> _Activity_
Each record is to be printed exactly as given, down to the last mark.
=== Task data ===
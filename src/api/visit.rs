//! Visit Endpoints
//!
//! Bindings for `/visits` and its task/medication sub-resources.

use crate::error::ApiResult;
use crate::models::{
    MedicationUpdate, TaskUpdate, Visit, VisitMedication, VisitPayload, VisitStatus, VisitStatusPatch,
    VisitTask,
};
use super::{segment, ApiClient, ApiRequest, Transport};

/// Path key for a checklist entry: its id, or its position when the server sent none
pub fn task_key(task: &VisitTask, index: usize) -> String {
    task.id.clone().unwrap_or_else(|| index.to_string())
}

pub fn medication_key(medication: &VisitMedication, index: usize) -> String {
    medication.id.clone().unwrap_or_else(|| index.to_string())
}

// ========================
// Commands
// ========================

pub async fn list_visits<T: Transport>(api: &ApiClient<T>) -> ApiResult<Vec<Visit>> {
    api.fetch(ApiRequest::get("/visits")).await
}

pub async fn list_today_visits<T: Transport>(api: &ApiClient<T>) -> ApiResult<Vec<Visit>> {
    api.fetch(ApiRequest::get("/visits/today")).await
}

pub async fn get_visit<T: Transport>(api: &ApiClient<T>, id: &str) -> ApiResult<Visit> {
    api.fetch(ApiRequest::get(format!("/visits/{}", segment(id)))).await
}

pub async fn create_visit<T: Transport>(api: &ApiClient<T>, payload: &VisitPayload) -> ApiResult<Visit> {
    api.fetch(ApiRequest::post("/visits", payload)?).await
}

pub async fn update_visit<T: Transport>(
    api: &ApiClient<T>,
    id: &str,
    payload: &VisitPayload,
) -> ApiResult<Visit> {
    api.fetch(ApiRequest::patch(format!("/visits/{}", segment(id)), payload)?).await
}

/// Change only the status of a visit. The response body is ignored.
pub async fn update_visit_status<T: Transport>(
    api: &ApiClient<T>,
    id: &str,
    status: VisitStatus,
) -> ApiResult<()> {
    let patch = VisitStatusPatch { status };
    api.execute(ApiRequest::patch(format!("/visits/{}", segment(id)), &patch)?).await
}

pub async fn delete_visit<T: Transport>(api: &ApiClient<T>, id: &str) -> ApiResult<()> {
    api.execute(ApiRequest::delete(format!("/visits/{}", segment(id)))).await
}

pub async fn update_task<T: Transport>(
    api: &ApiClient<T>,
    visit_id: &str,
    task_id: &str,
    update: &TaskUpdate,
) -> ApiResult<()> {
    let path = format!("/visits/{}/tasks/{}", segment(visit_id), segment(task_id));
    api.execute(ApiRequest::patch(path, update)?).await
}

pub async fn update_medication<T: Transport>(
    api: &ApiClient<T>,
    visit_id: &str,
    medication_id: &str,
    update: &MedicationUpdate,
) -> ApiResult<()> {
    let path = format!("/visits/{}/medications/{}", segment(visit_id), segment(medication_id));
    api.execute(ApiRequest::patch(path, update)?).await
}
===
> _Result_
filename src/api/visit.rs
//! Visit Endpoints
//!
//! Bindings for `/visits` and its task/medication sub-resources.

use crate::error::ApiResult;
use crate::models::{
    MedicationUpdate, TaskUpdate, Visit, VisitMedication, VisitPayload, VisitStatus, VisitStatusPatch,
    VisitTask,
};
use super::{segment, ApiClient, ApiRequest, Transport};

/// Path key for a checklist entry: its id, or its position when the server sent none
pub fn task_key(task: &VisitTask, index: usize) -> String {
    task.id.clone().unwrap_or_else(|| index.to_string())
}

pub fn medication_key(medication: &VisitMedication, index: usize) -> String {
    medication.id.clone().unwrap_or_else(|| index.to_string())
}

// ========================
// Commands
// ========================

pub async fn list_visits<T: Transport>(api: &ApiClient<T>) -> ApiResult<Vec<Visit>> {
    api.fetch(ApiRequest::get("/visits")).await
}

pub async fn list_today_visits<T: Transport>(api: &ApiClient<T>) -> ApiResult<Vec<Visit>> {
    api.fetch(ApiRequest::get("/visits/today")).await
}

pub async fn get_visit<T: Transport>(api: &ApiClient<T>, id: &str) -> ApiResult<Visit> {
    api.fetch(ApiRequest::get(format!("/visits/{}", segment(id)))).await
}

pub async fn create_visit<T: Transport>(api: &ApiClient<T>, payload: &VisitPayload) -> ApiResult<Visit> {
    api.fetch(ApiRequest::post("/visits", payload)?).await
}

pub async fn update_visit<T: Transport>(
    api: &ApiClient<T>,
    id: &str,
    payload: &VisitPayload,
) -> ApiResult<Visit> {
    api.fetch(ApiRequest::patch(format!("/visits/{}", segment(id)), payload)?).await
}

/// Change only the status of a visit. The response body is ignored.
pub async fn update_visit_status<T: Transport>(
    api: &ApiClient<T>,
    id: &str,
    status: VisitStatus,
) -> ApiResult<()> {
    let patch = VisitStatusPatch { status };
    api.execute(ApiRequest::patch(format!("/visits/{}", segment(id)), &patch)?).await
}

pub async fn delete_visit<T: Transport>(api: &ApiClient<T>, id: &str) -> ApiResult<()> {
    api.execute(ApiRequest::delete(format!("/visits/{}", segment(id)))).await
}

pub async fn update_task<T: Transport>(
    api: &ApiClient<T>,
    visit_id: &str,
    task_id: &str,
    update: &TaskUpdate,
) -> ApiResult<()> {
    let path = format!("/visits/{}/tasks/{}", segment(visit_id), segment(task_id));
    api.execute(ApiRequest::patch(path, update)?).await
}

pub async fn update_medication<T: Transport>(
    api: &ApiClient<T>,
    visit_id: &str,
    medication_id: &str,
    update: &MedicationUpdate,
) -> ApiResult<()> {
    let path = format!("/visits/{}/medications/{}", segment(visit_id), segment(medication_id));
    api.execute(ApiRequest::patch(path, update)?).await
}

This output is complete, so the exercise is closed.